Declaring machine war against malicious Android packages

machine_war_theme_jpg

Do you know the notion “machine war”? If you’re a fan of the Matrix movie trilogy then probably, yes. It denotes the fictional rise of artificially intelligent machines against the human race and their violent conquest of human beings. We want to apply a similar dominance of computationally powerful machines, not to create a population of slaves, but against numerous malicious Android packages that wildly proliferate on unofficial markets.

The idea of malware detection with no human interaction appeared earlier on our blog. In a fundamental article about AVAST research activities by AVAST’s COO, Ond?ej Vl?ek, he effectively described the technologies we employ to deal with Windows threats. Two techniques have been mentioned explicitly, Malware Similarity Search and Evo-Gen, both working with Windows PE file format. Sometimes the latter form of detection technique is denoted as weak automated anti-malware heuristic.

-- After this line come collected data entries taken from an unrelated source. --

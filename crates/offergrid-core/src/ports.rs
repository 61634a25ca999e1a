//! Port interval sets.
//!
//! Expressions look like `"8000,9000-9010"`: comma-separated single ports or
//! inclusive hyphenated ranges. A [`Ranges`] is always kept sorted with
//! overlapping and adjacent intervals merged.

use std::fmt;
use std::str::FromStr;

use serde::{Deserialize, Serialize};

use crate::error::{CoreError, CoreResult};

/// Inclusive port interval.
#[derive(Debug, Clone, Copy, PartialEq, Eq, Hash, PartialOrd, Ord)]
pub struct Range {
    pub begin: u64,
    pub end: u64,
}

impl Range {
    pub fn new(begin: u64, end: u64) -> CoreResult<Self> {
        if begin > end {
            return Err(CoreError::InvalidPortRange(format!("{begin}-{end}")));
        }
        Ok(Self { begin, end })
    }

    pub fn single(port: u64) -> Self {
        Self {
            begin: port,
            end: port,
        }
    }

    pub fn size(&self) -> u64 {
        self.end - self.begin + 1
    }

    pub fn contains(&self, port: u64) -> bool {
        self.begin <= port && port <= self.end
    }
}

impl fmt::Display for Range {
    fn fmt(&self, f: &mut fmt::Formatter<'_>) -> fmt::Result {
        if self.begin == self.end {
            write!(f, "{}", self.begin)
        } else {
            write!(f, "{}-{}", self.begin, self.end)
        }
    }
}

/// Sorted, merged set of port intervals.
#[derive(Debug, Clone, Default, PartialEq, Eq, Hash, Serialize, Deserialize)]
#[serde(try_from = "String", into = "String")]
pub struct Ranges(Vec<Range>);

impl Ranges {
    pub fn new(ranges: impl IntoIterator<Item = Range>) -> Self {
        let mut out = Self(ranges.into_iter().collect());
        out.squash();
        out
    }

    /// Parse a port expression. An empty or blank expression is the empty set.
    pub fn parse(expr: &str) -> CoreResult<Self> {
        let mut ranges = Vec::new();
        for part in expr.split(',').map(str::trim).filter(|p| !p.is_empty()) {
            let range = match part.split_once('-') {
                Some((begin, end)) => Range::new(parse_port(begin)?, parse_port(end)?)?,
                None => Range::single(parse_port(part)?),
            };
            ranges.push(range);
        }
        Ok(Self::new(ranges))
    }

    pub fn ranges(&self) -> &[Range] {
        &self.0
    }

    pub fn is_empty(&self) -> bool {
        self.0.is_empty()
    }

    /// Total number of ports in the set.
    pub fn size(&self) -> u64 {
        self.0.iter().map(Range::size).sum()
    }

    pub fn contains_port(&self, port: u64) -> bool {
        self.0.iter().any(|r| r.contains(port))
    }

    pub fn min(&self) -> Option<u64> {
        self.0.first().map(|r| r.begin)
    }

    pub fn is_subset_of(&self, other: &Ranges) -> bool {
        self.0
            .iter()
            .all(|r| other.0.iter().any(|o| o.begin <= r.begin && r.end <= o.end))
    }

    pub fn union(&self, other: &Ranges) -> Ranges {
        Ranges::new(self.0.iter().chain(other.0.iter()).copied())
    }

    /// Set difference `self - other`.
    pub fn subtract(&self, other: &Ranges) -> Ranges {
        let mut out = Vec::new();
        for r in &self.0 {
            let mut pieces = vec![*r];
            for o in &other.0 {
                pieces = pieces
                    .into_iter()
                    .flat_map(|p| split_out(p, *o))
                    .collect();
            }
            out.extend(pieces);
        }
        Ranges::new(out)
    }

    pub fn remove_port(&self, port: u64) -> Ranges {
        self.subtract(&Ranges(vec![Range::single(port)]))
    }

    /// Drop every port strictly below `floor`.
    pub fn remove_below(&self, floor: u64) -> Ranges {
        if floor == 0 {
            return self.clone();
        }
        self.subtract(&Ranges(vec![Range { begin: 0, end: floor - 1 }]))
    }

    pub fn iter(&self) -> impl Iterator<Item = &Range> {
        self.0.iter()
    }

    fn squash(&mut self) {
        self.0.sort();
        let mut merged: Vec<Range> = Vec::with_capacity(self.0.len());
        for r in self.0.drain(..) {
            match merged.last_mut() {
                Some(last) if r.begin <= last.end.saturating_add(1) => {
                    last.end = last.end.max(r.end);
                }
                _ => merged.push(r),
            }
        }
        self.0 = merged;
    }
}

// ── Internal helpers ───────────────────────────────────────────────

fn parse_port(s: &str) -> CoreResult<u64> {
    s.trim()
        .parse::<u64>()
        .map_err(|_| CoreError::InvalidPortRange(s.to_string()))
}

/// Pieces of `r` left after removing `cut`.
fn split_out(r: Range, cut: Range) -> Vec<Range> {
    if cut.end < r.begin || cut.begin > r.end {
        return vec![r];
    }
    let mut out = Vec::with_capacity(2);
    if cut.begin > r.begin {
        out.push(Range {
            begin: r.begin,
            end: cut.begin - 1,
        });
    }
    if cut.end < r.end {
        out.push(Range {
            begin: cut.end + 1,
            end: r.end,
        });
    }
    out
}

impl fmt::Display for Ranges {
    fn fmt(&self, f: &mut fmt::Formatter<'_>) -> fmt::Result {
        let parts: Vec<String> = self.0.iter().map(|r| r.to_string()).collect();
        f.write_str(&parts.join(","))
    }
}

impl FromStr for Ranges {
    type Err = CoreError;

    fn from_str(s: &str) -> CoreResult<Self> {
        Ranges::parse(s)
    }
}

impl TryFrom<String> for Ranges {
    type Error = CoreError;

    fn try_from(s: String) -> CoreResult<Self> {
        Ranges::parse(&s)
    }
}

impl From<Ranges> for String {
    fn from(r: Ranges) -> Self {
        r.to_string()
    }
}

#[cfg(test)]
mod tests {
    use super::*;

    #[test]
    fn parse_singles_and_ranges() {
        let r = Ranges::parse("8000, 9000-9010").unwrap();
        assert_eq!(r.ranges().len(), 2);
        assert_eq!(r.size(), 12);
        assert_eq!(r.to_string(), "8000,9000-9010");
    }

    #[test]
    fn parse_rejects_garbage() {
        assert!(Ranges::parse("abc").is_err());
        assert!(Ranges::parse("10-5").is_err());
        assert!(Ranges::parse("1-x").is_err());
        assert!(Ranges::parse("").unwrap().is_empty());
    }

    #[test]
    fn squash_merges_adjacent() {
        let r = Ranges::parse("5-7,1-3,4").unwrap();
        assert_eq!(r.ranges(), &[Range { begin: 1, end: 7 }]);
    }

    #[test]
    fn subset() {
        let avail = Ranges::parse("47100-47110").unwrap();
        assert!(Ranges::parse("47101,47105-47106").unwrap().is_subset_of(&avail));
        assert!(!Ranges::parse("47109-47111").unwrap().is_subset_of(&avail));
        assert!(Ranges::default().is_subset_of(&avail));
    }

    #[test]
    fn subtract_splits() {
        let avail = Ranges::parse("100-110").unwrap();
        let left = avail.subtract(&Ranges::parse("103,105-107").unwrap());
        assert_eq!(left.to_string(), "100-102,104,108-110");
        assert_eq!(left.size(), 7);
    }

    #[test]
    fn remove_below_floor() {
        let avail = Ranges::parse("8000-9005,31000").unwrap();
        let dynamic = avail.remove_below(9000);
        assert_eq!(dynamic.min(), Some(9000));
        assert_eq!(dynamic.size(), 7);
        assert_eq!(avail.remove_below(30000).min(), Some(31000));
    }

    #[test]
    fn serde_as_expression() {
        let r = Ranges::parse("1-2,5").unwrap();
        let json = serde_json::to_string(&r).unwrap();
        assert_eq!(json, "\"1-2,5\"");
        let back: Ranges = serde_json::from_str(&json).unwrap();
        assert_eq!(back, r);
    }
}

The main effort is to reach two slightly conflicting qualities at the same time: The robustness, which means that suggested methods cover as many threats as possible; and simplicity, so that the methods are easily implemented in AVAST’s mobile security solution. The search for balance between those qualities is assisted by lessons learned from automated heuristic for Windows PE executables.

Principle

The process of automatic classification and detection of Android application packages is sketched in the following scheme:
automated_heuristic_scheme

Each Android application package contains a lot of relevant information. We fix a list of more then 100 features which are relevant and easily obtained. The features of a new – possibly malicious – sample are confronted with collections of known samples – clean and malware sets. In case there are a lot of known malicious samples close to the one we are examining, the whole group is passed to the next step. The procedure, called Detection Maker, would try to generate a description of the group in terms of features in a way that no file from the clean set satisfies it. If the detection is produced, it will be included in the virus database of the product.

Examples

Here are a few interesting examples of malicious groups that were successfully covered. The first one is a cluster consisting of Russian fake installers (Android:FakeInst). The main functionality is to send SMS to premium numbers. The conjunction of the conditions in the following table describes thousands of similar malicious Android packages, without a single clean file in the collection of hundreds of thousands of them. The chosen permission features are content-related while the other features in the list, like the file size of the main Dalvik executable, say something about the form of the package.

feature value
android.permission.SEND_SMS YES
android.permission.WRITE_SMS NO
android.permission.RECEIVE_BOOT_COMPLETED NO
android.permission.DISABLE_KEYGUARD NO
android.permission.ACCESS_FINE_LOCATION NO
file size of classes.dex less than 720 kilobytes
count of files of type PNG in the package between 3 and 7
length of the longest string in resources shorter than 68 chars

Next, let’s see how that worked with fake Korean banking applications that were misused to perform fraudulent payments by attackers (Android:Telman). The following four conditions group together hundreds of related samples that were already flagged, using several classic signatures:

feature value
android.permission.RECEIVE_SMS YES
android.permission.MOUNT_UNMOUNT_FILESYSTEMS YES
android.permission.CALL_LOG YES
android.permission.ACCESS_WIFI_STATE NO

Another type of Android app misuse are benign application like games repackaged with a piece of code that is malicious to the user, so called “piggyback attacks.” An example of this form of attack is an instance of Vietnamese SMS senders (Android:VietSMS-K ). The following conditions distinguish the original application from the one with edited distribution:

feature value
package name bgate.game.moorhuhnseasons
android.permission.SEND_SMS YES
android.permission.ACCESS_COARSE_LOCATION YES

In this case, the coverage of malware space is not numerous. However, the package name of the benign app together with the suspicious permission are the key combination leading to the desired classification.

Visualization

Without clustering, the malware space can be imagined as a night sky with many isolated dots (stars) scattered uniformly all over the space. Each star represents one malicious sample. In the clustered space, the formation of stars with smaller and bigger sizes, indicating their frequency, is observed. This leads to the scrollable visualization of Android malware space. The whole picture is clearer when overlaps of stars are omitted. Adding more data, like the estimated geographical origin, and manifesting them with different colors is another improvement. Finally, a snapshot of the constructed Android threat universe could look like this:

screenshot_visualization

Acknowledgement

This joint work will be presented on CARO Workshop 2014 on 15th-16th May. Thanks goes to thought leaders from the avast! Research department: Robert Žá?ek and Peter Ková? for the design of this project and to Libor Mo?kovský for the visualization. The theme of machines eliminating the villainous Android Robot was created by Veronika Begánová.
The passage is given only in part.